(Stored items from a collection)
○ ○ ○

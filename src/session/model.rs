//! Session model types: `PlaybackState`, `Track`, `ElapsedDisplay`, `Status`.

use std::fmt;
use std::path::PathBuf;

use super::clock::format_mmss;

/// The playback state of the session.
///
/// Every state except `Idle` has a current [`Track`].
#[derive(Copy, Clone, Debug, Default, PartialEq, Eq)]
pub enum PlaybackState {
    /// Nothing loaded since the last folder change (or ever).
    #[default]
    Idle,
    Playing,
    Paused,
    Stopped,
}

impl PlaybackState {
    pub fn is_loaded(self) -> bool {
        !matches!(self, Self::Idle)
    }
}

/// A successfully loaded track. Replaced, never mutated, by the next load.
#[derive(Clone, Debug, PartialEq, Eq)]
pub struct Track {
    pub path: PathBuf,
    pub display_name: String,
    pub duration_secs: u64,
}

/// The `elapsed / total` pair shown to the user.
#[derive(Copy, Clone, Debug, Default, PartialEq, Eq)]
pub struct ElapsedDisplay {
    pub elapsed_secs: u64,
    pub total_secs: u64,
}

impl ElapsedDisplay {
    pub fn new(elapsed_secs: u64, total_secs: u64) -> Self {
        Self {
            elapsed_secs,
            total_secs,
        }
    }

    pub fn elapsed_text(&self) -> String {
        format_mmss(self.elapsed_secs)
    }

    pub fn total_text(&self) -> String {
        format_mmss(self.total_secs)
    }
}

impl fmt::Display for ElapsedDisplay {
    fn fmt(&self, f: &mut fmt::Formatter<'_>) -> fmt::Result {
        write!(f, "{} / {}", self.elapsed_text(), self.total_text())
    }
}

/// User-facing status line.
#[derive(Copy, Clone, Debug, Default, PartialEq, Eq)]
pub enum Status {
    #[default]
    Welcome,
    DirectoryLoaded,
    /// Play was requested without a usable selection.
    SelectPrompt,
    Playing,
    Paused,
    Stopped,
    /// Resume was requested while there was nothing to resume.
    ResumeWithoutTrack,
}

impl fmt::Display for Status {
    fn fmt(&self, f: &mut fmt::Formatter<'_>) -> fmt::Result {
        let text = match self {
            Self::Welcome => "Welcome! Load a directory to start.",
            Self::DirectoryLoaded => "Directory loaded. Select a song to play.",
            Self::SelectPrompt => "Please select a song!",
            Self::Playing => "Playing",
            Self::Paused => "Paused",
            Self::Stopped => "Stopped",
            Self::ResumeWithoutTrack => "Please Select a song!",
        };
        f.write_str(text)
    }
}

/// Identifies one load (or folder change). Results tagged with an older
/// ticket are discarded.
#[derive(Copy, Clone, Debug, Default, PartialEq, Eq, PartialOrd, Ord, Hash)]
pub struct LoadTicket(u64);

impl LoadTicket {
    pub fn next(self) -> Self {
        Self(self.0.wrapping_add(1))
    }
}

○ ○ ○

→ WORK INSTRUCTION
From the entries above, pull out each line that includes "impl".

→ SOLUTION FOR THIS PROBLEM
impl PlaybackState {
impl ElapsedDisplay {
impl fmt::Display for ElapsedDisplay {
impl fmt::Display for Status {
impl LoadTicket {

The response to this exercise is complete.